Whenever I remodel a room, I remodel the whole thing, and go out as far as possible so I can tie into the new stuff when I do the next room.  I gut out the floors, the walls, wiring, plumbing, insulation and start off fresh.  Generally I will do a few rooms that are back to back or find a better place to tie the electrical and plumbing into.  Now whenever you tie old galvanized plumbing up to copper you need a special union so the different metals do not eat each other (yes there are technical terms just not using them here )

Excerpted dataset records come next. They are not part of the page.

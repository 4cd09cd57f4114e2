use std::io::IsTerminal;

use anyhow::{Context, Result};
use clap::Parser;
use nanoid::nanoid;
use tracing::{info, warn};

use view_leader::{
    cli::{AcquireArgs, Cli, Command, ConnectArgs, LockArgs, ServeArgs, WorkerArgs},
    client::{self, ViewLeaderClient},
    server::{self, Server},
};

fn init_tracing() {
    use tracing_subscriber::{EnvFilter, fmt};

    let filter = EnvFilter::try_from_default_env().unwrap_or_else(|_| EnvFilter::new("info"));
    let _ = fmt()
        .with_env_filter(filter)
        .with_target(false)
        .with_ansi(std::io::stdout().is_terminal())
        .try_init();
}

#[tokio::main]
async fn main() -> Result<()> {
    init_tracing();

    let cli = Cli::parse();
    match cli.command {
        Command::Serve(args) => serve(args).await?,
        Command::Heartbeat(args) => {
            let mut client = connect(&args.connect);
            let status = client.heartbeat(&args.identity, &args.port).await?;
            println!("{status:?}");
        }
        Command::Query(args) => {
            let view = connect(&args).query_servers().await?;
            println!("epoch {}", view.epoch);
            for server in view.servers {
                println!("{server}");
            }
        }
        Command::LockGet(args) => {
            let client_id = client_id(&args);
            let status = connect(&args.connect).lock_get(&args.name, &client_id).await?;
            println!("{status:?}");
        }
        Command::LockRelease(args) => {
            let client_id = client_id(&args);
            let status = connect(&args.connect)
                .lock_release(&args.name, &client_id)
                .await?;
            println!("{status:?}");
        }
        Command::Acquire(args) => acquire(args).await?,
        Command::Worker(args) => worker(args).await?,
    }

    Ok(())
}

async fn serve(args: ServeArgs) -> Result<()> {
    let range = args.endpoint.port_range();
    let listener = server::bind_in_range(&args.endpoint.host, range)
        .await
        .context("failed to start view leader")?;
    let server = Server::new(listener, args.config());
    let addr = server.local_addr()?;
    info!("view leader listening on {}", addr);
    if let Err(err) = server.run_until_ctrl_c().await {
        warn!("view leader exited with error: {err:?}");
        return Err(err);
    }
    Ok(())
}

async fn acquire(args: AcquireArgs) -> Result<()> {
    let client_id = client_id(&args.lock);
    let mut client = connect(&args.lock.connect);
    if client.acquire(&args.lock.name, &client_id, args.attempts).await? {
        println!("Granted");
    } else {
        println!("Retry");
    }
    Ok(())
}

async fn worker(args: WorkerArgs) -> Result<()> {
    let identity = args.identity.clone().unwrap_or_else(|| nanoid!());
    println!("identity {identity}");
    let mut client = connect(&args.connect);
    let interval = std::time::Duration::from_secs(args.interval_secs);
    client::run_worker(&mut client, &identity, &args.port, interval).await
}

fn connect(args: &ConnectArgs) -> ViewLeaderClient {
    ViewLeaderClient::new(
        args.endpoint.host.clone(),
        args.endpoint.port_range(),
        args.timeout(),
    )
}

/// Uses the given client id, or generates one and prints it so the caller
/// can release the lock later.
fn client_id(args: &LockArgs) -> String {
    match &args.client {
        Some(id) => id.clone(),
        None => {
            let id = nanoid!();
            println!("client {id}");
            id
        }
    }
}
impl Event {
    pub fn emit(&self) {
        match self {
            Event::ServerAdmitted {
                identity,
                addr,
                port,
                epoch,
            } => info!(%identity, %addr, %port, epoch, "new server"),
            Event::HeartbeatReceived { identity, addr } => {
                info!(%identity, %addr, "heartbeat received")
            }
            Event::HeartbeatExpired { identity, epoch } => {
                warn!(%identity, epoch, "expired heartbeat")
            }
            Event::ServersQueried { epoch, active } => info!(epoch, active, "servers queried"),
            Event::LockGranted { name, client_id } => {
                info!(lock = %name, client = %client_id, "lock granted")
            }
            Event::LockBusy {
                name,
                holder,
                requester,
            } => info!(lock = %name, %holder, %requester, "lock busy, retry later"),
            Event::LockReleased { name, client_id } => {
                info!(lock = %name, client = %client_id, "lock released")
            }
            Event::ReleaseForbidden {
                name,
                holder,
                requester,
            } => info!(lock = %name, %holder, %requester, "release refused, not the holder"),
            Event::ReleaseUnheld { name, client_id } => {
                info!(lock = %name, client = %client_id, "release of a lock nobody holds")
            }
        }
    }
}

/// Result of applying one command.
#[derive(Debug, Clone, PartialEq, Eq)]
pub struct Transition {
    pub response: Response,
    pub event: Event,
}

/// Consistent copy of the externally visible state.
#[derive(Debug, Clone, PartialEq, Eq)]
pub struct ViewSnapshot {
    pub epoch: u64,
    /// Addresses of active servers, sorted.
    pub servers: Vec<String>,
    pub locks: BTreeMap<String, String>,
}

SO if it were me, I would clear out the room below, maybe put down an old mattress that I would not use, grab the concrete saw and jackhammer and tear out the floor.  I would not worry about the plumbing or stuff in the floor too much (unless there is gas lines) make sure to turn off the water first if there is a possibility there is plumbing in the concrete and same on electrical.  Because you mentioned wanting to upgrade the radiators, plumbing and most likely the electrical I would gut the walls to the studs so you have access to the plumbing and electrical, running the new stuff will be easier and it will allow you to see if there are other issues to address.  This is why I said first you have to decide how far you WANT to go, if you start opening walls you will find more stuff, which I think is good but it means more time and money.  Also if you cut a old galvanized pipe, many times it will let some of the rust in the lines loose wreaking havoc to faucets down the lines ( you will have to remove the screens and run them full open to clear the lines) it also leaves a higher chance of a pinhole leak to start.  If you start cutting do not be surprised that you will have to replace most of it in the end.  Again I see this as a fine problem, if it is going to spring a leak at any time I may as well start replacing it with newer better plumbing.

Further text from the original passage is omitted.